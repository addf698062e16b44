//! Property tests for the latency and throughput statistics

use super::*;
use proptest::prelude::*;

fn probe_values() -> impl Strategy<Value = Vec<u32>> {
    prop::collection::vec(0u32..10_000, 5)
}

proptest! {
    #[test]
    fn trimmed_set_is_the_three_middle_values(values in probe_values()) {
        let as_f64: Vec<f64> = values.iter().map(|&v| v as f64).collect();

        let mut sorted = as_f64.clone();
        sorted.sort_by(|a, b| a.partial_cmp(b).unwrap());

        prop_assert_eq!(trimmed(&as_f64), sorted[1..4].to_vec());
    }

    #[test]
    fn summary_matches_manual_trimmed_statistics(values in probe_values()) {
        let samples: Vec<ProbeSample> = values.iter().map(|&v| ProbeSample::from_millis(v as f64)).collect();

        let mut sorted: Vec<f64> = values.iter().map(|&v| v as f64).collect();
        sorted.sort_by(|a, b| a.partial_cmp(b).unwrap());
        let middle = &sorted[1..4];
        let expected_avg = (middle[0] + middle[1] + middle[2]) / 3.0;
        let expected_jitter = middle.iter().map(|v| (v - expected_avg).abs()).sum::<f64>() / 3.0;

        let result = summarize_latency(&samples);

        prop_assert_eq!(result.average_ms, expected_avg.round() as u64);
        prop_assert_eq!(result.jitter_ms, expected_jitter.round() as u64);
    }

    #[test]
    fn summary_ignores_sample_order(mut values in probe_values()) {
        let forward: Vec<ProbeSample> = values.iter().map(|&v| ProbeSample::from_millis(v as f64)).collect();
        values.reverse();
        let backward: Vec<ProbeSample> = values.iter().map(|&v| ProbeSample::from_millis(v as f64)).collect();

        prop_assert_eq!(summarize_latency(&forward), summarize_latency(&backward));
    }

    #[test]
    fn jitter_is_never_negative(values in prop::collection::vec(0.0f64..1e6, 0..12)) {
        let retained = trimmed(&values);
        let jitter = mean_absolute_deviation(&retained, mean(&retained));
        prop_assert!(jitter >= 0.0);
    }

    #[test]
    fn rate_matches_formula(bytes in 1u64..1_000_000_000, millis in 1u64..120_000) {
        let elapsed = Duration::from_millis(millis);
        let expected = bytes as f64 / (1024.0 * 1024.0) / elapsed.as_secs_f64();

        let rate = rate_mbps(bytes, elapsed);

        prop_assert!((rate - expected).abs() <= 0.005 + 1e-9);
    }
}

* * *

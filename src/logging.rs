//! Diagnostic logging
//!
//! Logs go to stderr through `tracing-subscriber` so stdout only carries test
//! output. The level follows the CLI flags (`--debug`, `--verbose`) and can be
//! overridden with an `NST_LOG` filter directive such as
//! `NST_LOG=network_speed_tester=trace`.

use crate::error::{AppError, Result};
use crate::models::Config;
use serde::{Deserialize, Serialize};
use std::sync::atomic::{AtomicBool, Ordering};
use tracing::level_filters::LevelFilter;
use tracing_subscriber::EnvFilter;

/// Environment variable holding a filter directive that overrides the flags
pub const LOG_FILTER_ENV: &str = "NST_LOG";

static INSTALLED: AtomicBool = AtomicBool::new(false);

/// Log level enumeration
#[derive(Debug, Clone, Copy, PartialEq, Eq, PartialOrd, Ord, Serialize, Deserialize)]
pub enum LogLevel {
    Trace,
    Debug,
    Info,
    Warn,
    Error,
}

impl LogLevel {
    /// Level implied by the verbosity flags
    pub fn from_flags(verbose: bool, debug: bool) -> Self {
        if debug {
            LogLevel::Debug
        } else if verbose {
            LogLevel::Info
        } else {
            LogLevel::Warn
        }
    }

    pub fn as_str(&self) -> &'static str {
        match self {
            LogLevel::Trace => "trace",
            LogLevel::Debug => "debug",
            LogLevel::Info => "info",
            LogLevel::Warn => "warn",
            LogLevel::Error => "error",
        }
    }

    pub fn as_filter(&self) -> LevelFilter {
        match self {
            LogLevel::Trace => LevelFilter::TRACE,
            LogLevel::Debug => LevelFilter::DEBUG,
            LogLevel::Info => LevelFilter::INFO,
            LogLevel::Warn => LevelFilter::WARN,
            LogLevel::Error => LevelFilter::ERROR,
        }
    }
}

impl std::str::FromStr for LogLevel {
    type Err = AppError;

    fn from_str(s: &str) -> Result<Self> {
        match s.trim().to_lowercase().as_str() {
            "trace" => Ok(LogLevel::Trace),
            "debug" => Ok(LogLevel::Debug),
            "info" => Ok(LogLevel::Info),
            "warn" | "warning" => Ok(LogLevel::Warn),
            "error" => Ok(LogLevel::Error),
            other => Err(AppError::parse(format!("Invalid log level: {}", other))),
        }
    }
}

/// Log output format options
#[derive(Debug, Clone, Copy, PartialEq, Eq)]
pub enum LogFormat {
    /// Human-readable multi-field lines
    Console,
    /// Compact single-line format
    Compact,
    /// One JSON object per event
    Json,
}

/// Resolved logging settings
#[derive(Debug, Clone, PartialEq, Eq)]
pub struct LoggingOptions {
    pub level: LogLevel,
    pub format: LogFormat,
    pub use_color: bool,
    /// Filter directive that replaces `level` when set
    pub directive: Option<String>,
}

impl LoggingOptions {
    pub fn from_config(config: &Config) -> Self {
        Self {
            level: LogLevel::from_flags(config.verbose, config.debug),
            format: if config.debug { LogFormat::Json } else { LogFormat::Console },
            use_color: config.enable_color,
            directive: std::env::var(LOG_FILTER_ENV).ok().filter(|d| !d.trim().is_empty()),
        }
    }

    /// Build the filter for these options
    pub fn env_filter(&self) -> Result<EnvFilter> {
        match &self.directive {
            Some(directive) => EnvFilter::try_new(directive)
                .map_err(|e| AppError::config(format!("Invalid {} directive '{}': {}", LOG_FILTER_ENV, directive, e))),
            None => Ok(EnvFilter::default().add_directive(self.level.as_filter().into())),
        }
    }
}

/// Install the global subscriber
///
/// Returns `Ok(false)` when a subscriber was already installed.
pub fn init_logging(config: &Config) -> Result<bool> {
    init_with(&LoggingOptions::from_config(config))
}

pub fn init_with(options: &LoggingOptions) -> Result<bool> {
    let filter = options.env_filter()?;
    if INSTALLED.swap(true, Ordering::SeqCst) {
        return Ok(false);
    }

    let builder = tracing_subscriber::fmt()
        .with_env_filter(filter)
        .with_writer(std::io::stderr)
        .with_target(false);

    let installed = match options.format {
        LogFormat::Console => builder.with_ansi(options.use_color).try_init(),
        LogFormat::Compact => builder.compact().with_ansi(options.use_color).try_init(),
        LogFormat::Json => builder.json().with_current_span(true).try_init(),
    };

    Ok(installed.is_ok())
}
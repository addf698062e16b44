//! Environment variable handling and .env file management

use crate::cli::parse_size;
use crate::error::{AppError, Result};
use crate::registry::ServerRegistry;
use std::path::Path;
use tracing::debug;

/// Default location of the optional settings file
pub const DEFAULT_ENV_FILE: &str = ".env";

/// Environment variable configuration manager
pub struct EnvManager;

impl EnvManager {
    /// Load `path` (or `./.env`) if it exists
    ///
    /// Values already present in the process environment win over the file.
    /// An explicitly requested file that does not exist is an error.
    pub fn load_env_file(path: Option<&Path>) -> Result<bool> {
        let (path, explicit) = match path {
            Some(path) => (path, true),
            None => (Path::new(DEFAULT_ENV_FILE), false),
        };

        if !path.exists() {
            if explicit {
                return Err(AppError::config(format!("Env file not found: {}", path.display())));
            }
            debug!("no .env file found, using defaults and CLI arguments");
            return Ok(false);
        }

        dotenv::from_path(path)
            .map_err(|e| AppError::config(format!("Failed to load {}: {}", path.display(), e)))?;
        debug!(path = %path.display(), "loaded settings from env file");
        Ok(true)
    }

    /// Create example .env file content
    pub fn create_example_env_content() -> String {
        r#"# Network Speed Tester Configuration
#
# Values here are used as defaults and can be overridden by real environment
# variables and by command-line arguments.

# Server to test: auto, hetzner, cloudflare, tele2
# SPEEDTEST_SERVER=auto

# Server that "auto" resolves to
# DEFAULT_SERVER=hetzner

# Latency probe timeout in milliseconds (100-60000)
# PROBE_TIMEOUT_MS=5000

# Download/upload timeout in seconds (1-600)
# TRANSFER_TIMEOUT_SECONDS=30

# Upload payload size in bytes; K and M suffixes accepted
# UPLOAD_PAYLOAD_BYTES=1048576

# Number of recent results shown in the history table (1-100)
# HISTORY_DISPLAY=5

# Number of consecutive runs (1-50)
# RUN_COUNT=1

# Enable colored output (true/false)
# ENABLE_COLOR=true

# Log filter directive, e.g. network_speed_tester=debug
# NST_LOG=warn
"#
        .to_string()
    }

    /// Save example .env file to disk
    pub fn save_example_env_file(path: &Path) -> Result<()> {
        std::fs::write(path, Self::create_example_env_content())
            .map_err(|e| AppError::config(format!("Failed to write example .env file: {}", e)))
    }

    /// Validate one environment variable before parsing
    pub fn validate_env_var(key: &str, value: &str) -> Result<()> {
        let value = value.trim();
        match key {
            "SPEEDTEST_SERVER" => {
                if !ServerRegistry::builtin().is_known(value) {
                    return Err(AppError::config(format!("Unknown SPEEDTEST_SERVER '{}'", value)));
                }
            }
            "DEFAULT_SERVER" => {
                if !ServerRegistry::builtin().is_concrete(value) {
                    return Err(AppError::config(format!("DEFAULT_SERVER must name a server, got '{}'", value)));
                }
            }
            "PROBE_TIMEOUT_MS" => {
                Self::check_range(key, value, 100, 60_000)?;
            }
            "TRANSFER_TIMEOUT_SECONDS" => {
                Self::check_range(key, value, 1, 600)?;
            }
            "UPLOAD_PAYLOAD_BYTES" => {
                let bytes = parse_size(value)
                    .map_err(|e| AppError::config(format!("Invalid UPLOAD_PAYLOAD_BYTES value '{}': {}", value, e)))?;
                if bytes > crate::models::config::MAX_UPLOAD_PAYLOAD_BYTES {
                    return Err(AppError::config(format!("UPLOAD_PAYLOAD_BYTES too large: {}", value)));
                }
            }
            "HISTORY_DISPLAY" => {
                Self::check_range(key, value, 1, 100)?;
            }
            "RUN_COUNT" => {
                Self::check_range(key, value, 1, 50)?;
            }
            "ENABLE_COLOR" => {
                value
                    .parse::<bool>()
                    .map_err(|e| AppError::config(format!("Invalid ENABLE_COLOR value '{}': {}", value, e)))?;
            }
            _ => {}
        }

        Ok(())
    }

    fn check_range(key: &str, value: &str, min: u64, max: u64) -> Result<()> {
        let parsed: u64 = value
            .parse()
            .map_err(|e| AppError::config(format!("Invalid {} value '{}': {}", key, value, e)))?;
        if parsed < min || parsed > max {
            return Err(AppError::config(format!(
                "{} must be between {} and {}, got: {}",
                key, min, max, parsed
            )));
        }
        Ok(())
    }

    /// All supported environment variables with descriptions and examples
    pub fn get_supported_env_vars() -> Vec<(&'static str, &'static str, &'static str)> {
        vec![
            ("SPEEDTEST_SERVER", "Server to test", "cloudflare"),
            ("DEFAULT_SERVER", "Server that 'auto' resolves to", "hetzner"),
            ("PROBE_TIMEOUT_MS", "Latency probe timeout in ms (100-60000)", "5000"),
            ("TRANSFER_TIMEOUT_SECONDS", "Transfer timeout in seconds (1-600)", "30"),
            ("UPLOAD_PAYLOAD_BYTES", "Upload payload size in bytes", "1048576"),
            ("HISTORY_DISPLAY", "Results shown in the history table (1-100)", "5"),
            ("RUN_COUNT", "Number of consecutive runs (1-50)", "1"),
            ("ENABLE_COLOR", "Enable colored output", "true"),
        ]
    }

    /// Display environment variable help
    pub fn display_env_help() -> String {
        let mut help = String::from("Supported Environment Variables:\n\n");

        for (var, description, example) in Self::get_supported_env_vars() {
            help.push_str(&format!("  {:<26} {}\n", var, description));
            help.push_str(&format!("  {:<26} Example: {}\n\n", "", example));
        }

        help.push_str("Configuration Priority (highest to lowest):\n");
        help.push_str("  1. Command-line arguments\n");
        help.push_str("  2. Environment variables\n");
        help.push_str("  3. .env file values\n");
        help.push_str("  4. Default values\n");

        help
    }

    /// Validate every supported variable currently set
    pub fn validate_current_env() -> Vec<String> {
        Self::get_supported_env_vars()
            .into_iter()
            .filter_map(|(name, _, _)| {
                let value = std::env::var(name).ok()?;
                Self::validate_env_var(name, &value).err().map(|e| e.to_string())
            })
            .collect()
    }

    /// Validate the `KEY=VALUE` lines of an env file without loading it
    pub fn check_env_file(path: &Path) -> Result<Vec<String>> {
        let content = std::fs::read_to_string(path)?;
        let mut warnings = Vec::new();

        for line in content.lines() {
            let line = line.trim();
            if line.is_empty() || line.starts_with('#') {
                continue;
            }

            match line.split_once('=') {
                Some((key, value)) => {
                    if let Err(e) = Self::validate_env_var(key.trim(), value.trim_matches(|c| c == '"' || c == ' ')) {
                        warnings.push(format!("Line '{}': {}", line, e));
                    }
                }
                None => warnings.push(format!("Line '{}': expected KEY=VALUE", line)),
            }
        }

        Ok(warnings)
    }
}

* * *

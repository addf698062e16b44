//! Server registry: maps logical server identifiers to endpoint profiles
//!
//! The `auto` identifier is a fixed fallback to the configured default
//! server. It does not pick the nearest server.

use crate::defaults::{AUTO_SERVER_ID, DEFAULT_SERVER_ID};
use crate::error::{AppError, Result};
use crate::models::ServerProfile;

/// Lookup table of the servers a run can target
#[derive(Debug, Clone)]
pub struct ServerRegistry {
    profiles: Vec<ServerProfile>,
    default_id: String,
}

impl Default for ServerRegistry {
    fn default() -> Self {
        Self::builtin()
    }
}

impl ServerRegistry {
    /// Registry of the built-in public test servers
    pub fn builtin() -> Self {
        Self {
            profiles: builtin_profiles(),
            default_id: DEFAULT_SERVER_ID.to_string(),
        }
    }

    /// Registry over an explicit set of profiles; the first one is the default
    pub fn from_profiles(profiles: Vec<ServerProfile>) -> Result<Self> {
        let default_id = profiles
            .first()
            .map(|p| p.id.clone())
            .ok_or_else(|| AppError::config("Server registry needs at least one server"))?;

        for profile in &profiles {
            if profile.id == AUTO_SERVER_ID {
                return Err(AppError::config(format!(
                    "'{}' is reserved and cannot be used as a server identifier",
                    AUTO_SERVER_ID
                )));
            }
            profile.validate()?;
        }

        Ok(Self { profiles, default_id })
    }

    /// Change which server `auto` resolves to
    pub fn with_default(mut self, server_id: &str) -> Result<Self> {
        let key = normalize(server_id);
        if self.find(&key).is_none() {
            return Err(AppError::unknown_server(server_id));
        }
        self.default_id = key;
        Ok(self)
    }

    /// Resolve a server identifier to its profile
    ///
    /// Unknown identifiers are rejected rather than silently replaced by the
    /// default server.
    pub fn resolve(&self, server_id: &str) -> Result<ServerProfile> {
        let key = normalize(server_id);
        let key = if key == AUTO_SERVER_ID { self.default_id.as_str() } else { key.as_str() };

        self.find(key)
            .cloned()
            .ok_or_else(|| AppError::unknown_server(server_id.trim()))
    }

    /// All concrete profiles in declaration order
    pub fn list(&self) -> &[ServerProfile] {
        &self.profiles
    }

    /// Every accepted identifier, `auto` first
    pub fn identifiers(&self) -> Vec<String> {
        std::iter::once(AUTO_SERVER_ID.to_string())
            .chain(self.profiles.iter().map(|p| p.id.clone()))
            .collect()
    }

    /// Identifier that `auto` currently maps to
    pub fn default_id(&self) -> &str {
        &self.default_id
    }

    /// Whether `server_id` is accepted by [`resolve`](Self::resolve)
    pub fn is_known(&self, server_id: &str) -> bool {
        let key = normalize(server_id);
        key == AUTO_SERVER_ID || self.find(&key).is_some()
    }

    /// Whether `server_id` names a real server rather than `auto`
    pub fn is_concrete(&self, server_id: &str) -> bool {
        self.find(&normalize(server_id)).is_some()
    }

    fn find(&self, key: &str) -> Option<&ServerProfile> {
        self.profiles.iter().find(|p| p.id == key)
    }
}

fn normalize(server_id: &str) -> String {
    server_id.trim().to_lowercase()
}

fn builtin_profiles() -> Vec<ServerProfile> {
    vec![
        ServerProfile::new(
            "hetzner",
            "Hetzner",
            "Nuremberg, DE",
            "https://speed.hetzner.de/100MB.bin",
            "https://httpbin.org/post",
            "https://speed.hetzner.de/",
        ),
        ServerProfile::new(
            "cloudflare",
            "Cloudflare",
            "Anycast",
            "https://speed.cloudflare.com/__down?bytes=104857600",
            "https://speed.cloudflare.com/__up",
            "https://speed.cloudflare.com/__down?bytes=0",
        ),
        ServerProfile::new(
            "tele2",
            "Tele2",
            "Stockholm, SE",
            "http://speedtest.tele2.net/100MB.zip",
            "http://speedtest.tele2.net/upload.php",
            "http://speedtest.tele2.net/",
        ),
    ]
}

- **Exercise goal**: Show, from the listing above, every line holding the word "exists".

- **Answer to this exercise**:
    /// Load `path` (or `./.env`) if it exists
        if !path.exists() {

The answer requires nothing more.